Os memecoins poderiam ser valores mobiliários?

Existem argumentos a favor disso. No fim de 2023 a SEC apresentou o caso SafeMoon. Portanto, acho que há casos em que os memecoins poderiam ser valores mobiliários, mas a grande questão é se a SEC irá processar como no caso SafeMoon, onde houve fraude e manipulação. Do ponto de vista dos recursos, não sei se fará sentido colocar muitos recursos em memecoins. Minha opinião é que parte do hype que está atualmente em toda parte sobre memecoins é um pouco lamentável, porque há todos esses relatos de golpes e fraudes. A impressão dos memecoins na mídia é que eles são um monte de fraudes. Para uma indústria que tenta ser reconhecida como um sistema financeiro legítimo, este enfoque tem o potencial de lançar dúvidas sobre a estabilidade de outros projetos. Novamente, para não dizer que as pessoas não deveriam poder cunhar memecoins e outras pessoas não deveriam poder comprá-las, só espero que parte desse hype em torno dos memecoins desapareça um pouco porque não é saudável para a indústria.

O que você acha dos NFTs, sabendo que o mercado ainda está bastante morno?

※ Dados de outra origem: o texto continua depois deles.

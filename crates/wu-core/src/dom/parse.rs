//! A forgiving HTML tokenizer and tree builder.
//!
//! Handles what page templates and partials actually contain: elements,
//! quoted and unquoted attributes, void elements, raw-text elements
//! (`script`, `style`), comments, doctype and character references.
//! Mismatched end tags close up to the nearest open element with that name
//! and are otherwise ignored. There is no implied-tag insertion.

use super::{Document, NodeId, VOID_ELEMENTS};

const RAW_TEXT: &[&str] = &["script", "style"];
const ESCAPABLE_RAW_TEXT: &[&str] = &["textarea", "title"];

/// Parse `html` and append the resulting nodes under `parent`.
pub(super) fn parse_into(doc: &mut Document, parent: NodeId, html: &str, inert_scripts: bool) {
    let mut stack: Vec<(NodeId, String)> = Vec::new();
    let mut pos = 0;
    let bytes = html.as_bytes();

    let current = |stack: &[(NodeId, String)]| stack.last().map_or(parent, |(id, _)| *id);

    while pos < html.len() {
        if bytes[pos] != b'<' {
            let end = html[pos..].find('<').map_or(html.len(), |i| pos + i);
            let text = decode_entities(&html[pos..end]);
            let t = doc.create_text(&text);
            doc.append_raw(current(&stack), t);
            pos = end;
            continue;
        }

        let rest = &html[pos..];

        if let Some(body) = rest.strip_prefix("<!--") {
            let (text, consumed) = match body.find("-->") {
                Some(i) => (&body[..i], 4 + i + 3),
                None => (body, rest.len()),
            };
            let c = doc.create_comment(text);
            doc.append_raw(current(&stack), c);
            pos += consumed;
            continue;
        }

        if rest.starts_with("<!") || rest.starts_with("<?") {
            // Unterminated markup runs to the end of input.
            let close = rest.find('>');
            let inner = rest[2..close.unwrap_or(rest.len())].trim();
            if rest.starts_with("<!") {
                let d = doc.create_doctype(inner);
                doc.append_raw(current(&stack), d);
            }
            pos += close.map_or(rest.len(), |i| i + 1);
            continue;
        }

        if let Some(after) = rest.strip_prefix("</") {
            let close = after.find('>');
            let name = after[..close.unwrap_or(after.len())]
                .trim()
                .to_ascii_lowercase();
            if let Some(i) = stack.iter().rposition(|(_, t)| *t == name) {
                stack.truncate(i);
            }
            pos += 2 + close.map_or(after.len(), |i| i + 1);
            continue;
        }

        let Some(tag) = read_start_tag(rest) else {
            // A lone '<' that does not open a tag is text.
            let t = doc.create_text("<");
            doc.append_raw(current(&stack), t);
            pos += 1;
            continue;
        };
        pos += tag.consumed;

        let el = doc.create_element(&tag.name);
        if let Some(e) = doc.element_mut(el) {
            e.attrs = tag.attrs;
            e.inert = inert_scripts && tag.name == "script";
        }
        doc.append_raw(current(&stack), el);

        if VOID_ELEMENTS.contains(&tag.name.as_str()) || tag.self_closing {
            continue;
        }

        let raw = RAW_TEXT.contains(&tag.name.as_str());
        if raw || ESCAPABLE_RAW_TEXT.contains(&tag.name.as_str()) {
            let body = &html[pos..];
            let close = find_close_tag(body, &tag.name);
            let content = &body[..close.unwrap_or(body.len())];
            if !content.is_empty() {
                let text = if raw {
                    content.to_owned()
                } else {
                    decode_entities(content)
                };
                let t = doc.create_text(&text);
                doc.append_raw(el, t);
            }
            pos += match close {
                Some(i) => i + body[i..].find('>').map_or(body.len() - i, |j| j + 1),
                None => body.len(),
            };
            continue;
        }

        stack.push((el, tag.name));
    }
}

struct StartTag {
    name: String,
    attrs: Vec<(String, String)>,
    self_closing: bool,
    consumed: usize,
}

fn read_start_tag(input: &str) -> Option<StartTag> {
    let bytes = input.as_bytes();
    let mut i = 1;
    if !bytes.get(i).is_some_and(u8::is_ascii_alphabetic) {
        return None;
    }
    let name_start = i;
    while i < bytes.len() && !bytes[i].is_ascii_whitespace() && bytes[i] != b'>' && bytes[i] != b'/' {
        i += 1;
    }
    let name = input[name_start..i].to_ascii_lowercase();

    let mut attrs: Vec<(String, String)> = Vec::new();
    let mut self_closing = false;

    loop {
        while i < bytes.len() && bytes[i].is_ascii_whitespace() {
            i += 1;
        }
        if i >= bytes.len() {
            break;
        }
        match bytes[i] {
            b'>' => {
                i += 1;
                break;
            }
            b'/' => {
                self_closing = bytes.get(i + 1) == Some(&b'>');
                i += 1;
                continue;
            }
            _ => {}
        }

        let key_start = i;
        while i < bytes.len()
            && !bytes[i].is_ascii_whitespace()
            && !matches!(bytes[i], b'=' | b'>')
            && !(bytes[i] == b'/' && bytes.get(i + 1) == Some(&b'>'))
        {
            i += 1;
        }
        let key = input[key_start..i].to_ascii_lowercase();

        while i < bytes.len() && bytes[i].is_ascii_whitespace() {
            i += 1;
        }
        let mut value = String::new();
        if bytes.get(i) == Some(&b'=') {
            i += 1;
            while i < bytes.len() && bytes[i].is_ascii_whitespace() {
                i += 1;
            }
            match bytes.get(i) {
                Some(&q @ (b'"' | b'\'')) => {
                    let start = i + 1;
                    let end = input[start..]
                        .find(q as char)
                        .map_or(input.len(), |j| start + j);
                    value = decode_entities(&input[start..end]);
                    i = (end + 1).min(input.len());
                }
                Some(_) => {
                    let start = i;
                    while i < bytes.len() && !bytes[i].is_ascii_whitespace() && bytes[i] != b'>' {
                        i += 1;
                    }
                    value = decode_entities(&input[start..i]);
                }
                None => {}
            }
        }

        if !key.is_empty() && !attrs.iter().any(|(k, _)| *k == key) {
            attrs.push((key, value));
        }
    }

    Some(StartTag {
        name,
        attrs,
        self_closing,
        consumed: i,
    })
}

/// Byte offset of `</name` (case-insensitive) in `body`.
fn find_close_tag(body: &str, name: &str) -> Option<usize> {
    let lower = body.to_ascii_lowercase();
    let needle = format!("</{name}");
    let mut from = 0;
    while let Some(i) = lower[from..].find(&needle) {
        let at = from + i;
        let next = lower.as_bytes().get(at + needle.len());
        if next.is_none_or(|b| b.is_ascii_whitespace() || *b == b'>' || *b == b'/') {
            return Some(at);
        }
        from = at + needle.len();
    }
    None
}

/// Decode the character references templates use in practice.
#[must_use]
pub fn decode_entities(input: &str) -> String {
    if !input.contains('&') {
        return input.to_owned();
    }
    let mut out = String::with_capacity(input.len());
    let mut rest = input;
    while let Some(amp) = rest.find('&') {
        out.push_str(&rest[..amp]);
        let tail = &rest[amp..];
        let decoded = tail.find(';').filter(|&semi| semi <= 10).and_then(|semi| {
            let entity = &tail[1..semi];
            let ch = match entity {
                "amp" => Some('&'),
                "lt" => Some('<'),
                "gt" => Some('>'),
                "quot" => Some('"'),
                "apos" => Some('\''),
                "nbsp" => Some('\u{a0}'),
                _ => entity.strip_prefix('#').and_then(|num| {
                    let code = match num.strip_prefix(['x', 'X']) {
                        Some(hex) => u32::from_str_radix(hex, 16).ok(),
                        None => num.parse().ok(),
                    };
                    code.and_then(char::from_u32)
                }),
            };
            ch.map(|c| (c, semi + 1))
        });
        match decoded {
            Some((c, len)) => {
                out.push(c);
                rest = &tail[len..];
            }
            None => {
                out.push('&');
                rest = &tail[1..];
            }
        }
    }
    out.push_str(rest);
    out
}

#[cfg(test)]
#[allow(clippy::unwrap_used)]
mod tests {
    use super::*;

    #[test]
    fn attributes_quoted_unquoted_and_boolean() {
        let doc = Document::parse(r#"<input type=text name='stage' disabled value="a &quot;b&quot;">"#);
        let input = doc.elements_by_tag("input")[0];
        assert_eq!(doc.attr(input, "type"), Some("text"));
        assert_eq!(doc.attr(input, "name"), Some("stage"));
        assert_eq!(doc.attr(input, "disabled"), Some(""));
        assert_eq!(doc.attr(input, "value"), Some("a \"b\""));
    }

    #[test]
    fn script_body_is_raw_text() {
        let doc = Document::parse("<script>if (a < b && c) { x('</div>'); }</script><p>after</p>");
        let script = doc.elements_by_tag("script")[0];
        assert_eq!(doc.text_content(script), "if (a < b && c) { x('</div>'); }");
        assert_eq!(doc.elements_by_tag("p").len(), 1);
    }

    #[test]
    fn mismatched_end_tags_are_tolerated() {
        let doc = Document::parse("<div><span>a</div><p>b</p></em>");
        assert_eq!(doc.to_html(), "<div><span>a</span></div><p>b</p>");
    }

    #[test]
    fn self_closing_and_comments() {
        let doc = Document::parse("<div data-include=\"/nav.html\"/><!-- note --><i>x</i>");
        assert_eq!(doc.to_html(), "<div data-include=\"/nav.html\"></div><!-- note --><i>x</i>");
    }

    #[test]
    fn entity_decoding() {
        assert_eq!(decode_entities("R&amp;D &lt;3 &#65;&#x42; &bogus; &"), "R&D <3 AB &bogus; &");
    }

    #[test]
    fn unterminated_markup_before_multibyte_text() {
        let doc = Document::parse("<p>x</p><!é");
        assert_eq!(doc.elements_by_tag("p").len(), 1);

        let doc = Document::parse("<b>Café</b></é");
        let b = doc.elements_by_tag("b")[0];
        assert_eq!(doc.text_content(b), "Café");

        let doc = Document::parse("<i>ok</i><?é");
        assert_eq!(doc.to_html(), "<i>ok</i>");
    }

    #[test]
    fn stray_lt_is_text() {
        let doc = Document::parse("<p>a < b</p>");
        let p = doc.elements_by_tag("p")[0];
        assert_eq!(doc.text_content(p), "a < b");
    }
}
impl Document {
    /// An empty document with only the document node.
    #[must_use]
    pub fn new() -> Self {
        Self {
            nodes: vec![Node {
                data: NodeData::Document,
                parent: None,
                children: Vec::new(),
            }],
            pending_scripts: Vec::new(),
        }
    }

    /// Parse a full page. Scripts in the initial markup count as already run.
    #[must_use]
    pub fn parse(html: &str) -> Self {
        let mut doc = Self::new();
        let root = doc.root();
        parse::parse_into(&mut doc, root, html, false);
        for id in doc.descendants(root) {
            if let Some(el) = doc.element_mut(id) {
                el.started = true;
            }
        }
        doc
    }

    /// The document node.
    #[must_use]
    pub fn root(&self) -> NodeId {
        NodeId(0)
    }

    /// The first element child of the document node (normally `<html>`).
    #[must_use]
    pub fn document_element(&self) -> Option<NodeId> {
        self.children(self.root())
            .iter()
            .copied()
            .find(|&c| self.is_element(c))
    }

    /// The first `<head>` element.
    #[must_use]
    pub fn head(&self) -> Option<NodeId> {
        self.find_tag("head")
    }

    /// The first `<body>` element.
    #[must_use]
    pub fn body(&self) -> Option<NodeId> {
        self.find_tag("body")
    }

    // --- Node creation ---

    /// Create a detached element.
    pub fn create_element(&mut self, tag: &str) -> NodeId {
        self.push(NodeData::Element(Element {
            tag: tag.to_ascii_lowercase(),
            attrs: Vec::new(),
            inert: false,
            started: false,
        }))
    }

    /// Create a detached text node.
    pub fn create_text(&mut self, text: &str) -> NodeId {
        self.push(NodeData::Text(text.to_owned()))
    }

    pub(crate) fn create_comment(&mut self, text: &str) -> NodeId {
        self.push(NodeData::Comment(text.to_owned()))
    }

    pub(crate) fn create_doctype(&mut self, text: &str) -> NodeId {
        self.push(NodeData::Doctype(text.to_owned()))
    }

    /// Parse `html` into detached top-level nodes. Scripts inside are inert.
    pub fn parse_fragment(&mut self, html: &str) -> Vec<NodeId> {
        let holder = self.push(NodeData::Document);
        parse::parse_into(self, holder, html, true);
        let children = std::mem::take(&mut self.nodes[holder.0].children);
        for &c in &children {
            self.nodes[c.0].parent = None;
        }
        children
    }

    /// Recreate `script` as a fresh, executable element with the same
    /// attributes and inline text, replacing it in place.
    pub fn recreate_script(&mut self, script: NodeId) -> NodeId {
        let attrs = self
            .element(script)
            .map(|el| el.attrs.clone())
            .unwrap_or_default();
        let text = self.text_content(script);

        let fresh = self.create_element("script");
        if let Some(el) = self.element_mut(fresh) {
            el.attrs = attrs;
        }
        if !text.is_empty() {
            let t = self.create_text(&text);
            self.append_child(fresh, t);
        }
        self.replace_with(script, &[fresh]);
        fresh
    }

    // --- Tree mutation ---

    /// Append `child` as the last child of `parent`, detaching it first.
    pub fn append_child(&mut self, parent: NodeId, child: NodeId) {
        self.detach(child);
        self.nodes[child.0].parent = Some(parent);
        self.nodes[parent.0].children.push(child);
        self.on_inserted(child);
    }

    /// Insert `child` before `reference` under `parent`. Appends when
    /// `reference` is not a child of `parent`.
    pub fn insert_before(&mut self, parent: NodeId, child: NodeId, reference: NodeId) {
        self.detach(child);
        let pos = self.nodes[parent.0]
            .children
            .iter()
            .position(|&c| c == reference);
        self.nodes[child.0].parent = Some(parent);
        match pos {
            Some(i) => self.nodes[parent.0].children.insert(i, child),
            None => self.nodes[parent.0].children.push(child),
        }
        self.on_inserted(child);
    }

    /// Replace `node` with `replacements`, in order. `node` ends up detached.
    pub fn replace_with(&mut self, node: NodeId, replacements: &[NodeId]) {
        let Some(parent) = self.nodes[node.0].parent else {
            return;
        };
        for &r in replacements {
            self.insert_before(parent, r, node);
        }
        self.detach(node);
    }

    /// Detach `node` from its parent. No-op for detached nodes.
    pub fn remove(&mut self, node: NodeId) {
        self.detach(node);
    }

    /// Remove every child of `node`.
    pub fn clear_children(&mut self, node: NodeId) {
        let children = std::mem::take(&mut self.nodes[node.0].children);
        for c in children {
            self.nodes[c.0].parent = None;
        }
    }

    /// Replace all children of `node` with a single text node.
    pub fn set_text(&mut self, node: NodeId, text: &str) {
        self.clear_children(node);
        if !text.is_empty() {
            let t = self.create_text(text);
            self.append_child(node, t);
        }
    }

    // --- Attributes ---

    /// Attribute value, if present.
    #[must_use]
    pub fn attr(&self, node: NodeId, name: &str) -> Option<&str> {
        self.element(node)?
            .attrs
            .iter()
            .find(|(k, _)| k.eq_ignore_ascii_case(name))
            .map(|(_, v)| v.as_str())
    }

    /// Whether the attribute is present.
    #[must_use]
    pub fn has_attr(&self, node: NodeId, name: &str) -> bool {
        self.attr(node, name).is_some()
    }

    /// Set an attribute, keeping its position when it already exists.
    pub fn set_attr(&mut self, node: NodeId, name: &str, value: &str) {
        let Some(el) = self.element_mut(node) else {
            return;
        };
        let name = name.to_ascii_lowercase();
        match el.attrs.iter_mut().find(|(k, _)| *k == name) {
            Some((_, v)) => value.clone_into(v),
            None => el.attrs.push((name, value.to_owned())),
        }
    }

    /// Remove an attribute if present.
    pub fn remove_attr(&mut self, node: NodeId, name: &str) {
        if let Some(el) = self.element_mut(node) {
            el.attrs.retain(|(k, _)| !k.eq_ignore_ascii_case(name));
        }
    }

    /// Whether the element carries the boolean `hidden` attribute.
    #[must_use]
    pub fn is_hidden(&self, node: NodeId) -> bool {
        self.has_attr(node, "hidden")
    }

    /// Add or remove the `hidden` attribute.
    pub fn set_hidden(&mut self, node: NodeId, hidden: bool) {
        if hidden {
            if !self.is_hidden(node) {
                self.set_attr(node, "hidden", "");
            }
        } else {
            self.remove_attr(node, "hidden");
        }
    }

    // --- Queries ---

    /// Lowercase tag name for elements.
    #[must_use]
    pub fn tag(&self, node: NodeId) -> Option<&str> {
        self.element(node).map(|el| el.tag.as_str())
    }

    /// Whether `node` is an element.
    #[must_use]
    pub fn is_element(&self, node: NodeId) -> bool {
        matches!(self.nodes[node.0].data, NodeData::Element(_))
    }

    /// Children of `node`, in order.
    #[must_use]
    pub fn children(&self, node: NodeId) -> &[NodeId] {
        &self.nodes[node.0].children
    }

    /// Parent of `node`, if attached.
    #[must_use]
    pub fn parent(&self, node: NodeId) -> Option<NodeId> {
        self.nodes[node.0].parent
    }

    /// Whether `node` is connected to the document node.
    #[must_use]
    pub fn is_connected(&self, node: NodeId) -> bool {
        let mut cur = node;
        loop {
            if cur == self.root() {
                return true;
            }
            match self.nodes[cur.0].parent {
                Some(p) => cur = p,
                None => return false,
            }
        }
    }

    /// Descendant elements of `node` in document order, `node` excluded.
    #[must_use]
    pub fn descendants(&self, node: NodeId) -> Vec<NodeId> {
        let mut out = Vec::new();
        let mut stack: Vec<NodeId> = self.nodes[node.0].children.iter().rev().copied().collect();
        while let Some(id) = stack.pop() {
            if self.is_element(id) {
                out.push(id);
            }
            stack.extend(self.nodes[id.0].children.iter().rev().copied());
        }
        out
    }

    /// Connected elements carrying attribute `name`, in document order.
    #[must_use]
    pub fn elements_with_attr(&self, name: &str) -> Vec<NodeId> {
        self.descendants(self.root())
            .into_iter()
            .filter(|&id| self.has_attr(id, name))
            .collect()
    }

    /// Connected elements with the given tag, in document order.
    #[must_use]
    pub fn elements_by_tag(&self, tag: &str) -> Vec<NodeId> {
        self.descendants(self.root())
            .into_iter()
            .filter(|&id| self.tag(id).is_some_and(|t| t.eq_ignore_ascii_case(tag)))
            .collect()
    }

    /// The first connected element with `id="..."`.
    #[must_use]
    pub fn get_element_by_id(&self, id: &str) -> Option<NodeId> {
        self.descendants(self.root())
            .into_iter()
            .find(|&n| self.attr(n, "id") == Some(id))
    }

    /// `content` of the first `<meta name="...">`.
    #[must_use]
    pub fn meta_content(&self, name: &str) -> Option<&str> {
        self.elements_by_tag("meta")
            .into_iter()
            .find(|&m| {
                self.attr(m, "name")
                    .is_some_and(|n| n.eq_ignore_ascii_case(name))
            })
            .and_then(|m| self.attr(m, "content"))
    }

    /// Concatenated text of `node` and its descendants.
    #[must_use]
    pub fn text_content(&self, node: NodeId) -> String {
        let mut out = String::new();
        self.collect_text(node, &mut out);
        out
    }

    /// Hand queued scripts to the host, emptying the queue.
    pub fn take_pending_scripts(&mut self) -> Vec<ScriptRecord> {
        std::mem::take(&mut self.pending_scripts)
    }

    /// Scripts queued but not yet taken.
    #[must_use]
    pub fn pending_scripts(&self) -> &[ScriptRecord] {
        &self.pending_scripts
    }

    /// Inert scripts at or below `node`, in document order.
    #[must_use]
    pub fn inert_scripts(&self, node: NodeId) -> Vec<NodeId> {
        let mut candidates = vec![node];
        candidates.extend(self.descendants(node));
        candidates
            .into_iter()
            .filter(|&id| self.element(id).is_some_and(|el| el.tag == "script" && el.inert))
            .collect()
    }

    /// Serialize the whole document.
    #[must_use]
    pub fn to_html(&self) -> String {
        serialize::children_html(self, self.root())
    }

    /// Serialize `node` including its own tags.
    #[must_use]
    pub fn outer_html(&self, node: NodeId) -> String {
        serialize::node_html(self, node)
    }

    /// Serialize the children of `node`.
    #[must_use]
    pub fn inner_html(&self, node: NodeId) -> String {
        serialize::children_html(self, node)
    }

    // --- Internals ---

    pub(crate) fn data(&self, node: NodeId) -> &NodeData {
        &self.nodes[node.0].data
    }

    pub(crate) fn element(&self, node: NodeId) -> Option<&Element> {
        match &self.nodes[node.0].data {
            NodeData::Element(el) => Some(el),
            _ => None,
        }
    }

    pub(crate) fn element_mut(&mut self, node: NodeId) -> Option<&mut Element> {
        match &mut self.nodes[node.0].data {
            NodeData::Element(el) => Some(el),
            _ => None,
        }
    }

    /// Append during parsing: no script bookkeeping.
    pub(crate) fn append_raw(&mut self, parent: NodeId, child: NodeId) {
        self.nodes[child.0].parent = Some(parent);
        self.nodes[parent.0].children.push(child);
    }

    fn push(&mut self, data: NodeData) -> NodeId {
        let id = NodeId(self.nodes.len());
        self.nodes.push(Node {
            data,
            parent: None,
            children: Vec::new(),
        });
        id
    }

    fn detach(&mut self, node: NodeId) {
        if let Some(parent) = self.nodes[node.0].parent.take() {
            self.nodes[parent.0].children.retain(|&c| c != node);
        }
    }

    fn find_tag(&self, tag: &str) -> Option<NodeId> {
        self.elements_by_tag(tag).into_iter().next()
    }

    fn collect_text(&self, node: NodeId, out: &mut String) {
        match &self.nodes[node.0].data {
            NodeData::Text(t) => out.push_str(t),
            NodeData::Element(_) | NodeData::Document => {
                for &c in &self.nodes[node.0].children {
                    self.collect_text(c, out);
                }
            }
            NodeData::Comment(_) | NodeData::Doctype(_) => {}
        }
    }

    /// Queue executable scripts in a subtree that just became connected.
    fn on_inserted(&mut self, node: NodeId) {
        if !self.is_connected(node) {
            return;
        }
        let mut subtree = vec![node];
        subtree.extend(self.descendants(node));
        let mut seen = HashSet::new();
        for id in subtree {
            if !seen.insert(id) {
                continue;
            }
            let runnable = self
                .element(id)
                .is_some_and(|el| el.tag == "script" && !el.inert && !el.started);
            if !runnable {
                continue;
            }
            let text = self.text_content(id);
            if let Some(el) = self.element_mut(id) {
                el.started = true;
                let record = ScriptRecord {
                    attrs: el.attrs.clone(),
                    text,
                };
                self.pending_scripts.push(record);
            }
        }
    }
}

Houve um caso recente de NFT apresentado no início deste ano ou no final do ano passado, mas isso é outra coisa que não vejo como uma grande área de foco para a SEC. Acho que não está atualizado pelos mesmos motivos dos memecoins. Mas acho que na medida em que há manipulação e fraude, certamente posso ver isso acontecendo. Mas, fora isso, provavelmente não será algo ao qual, neste momento, com os diferentes casos que estão acontecendo, eles irão dedicar uma tonelada de recursos.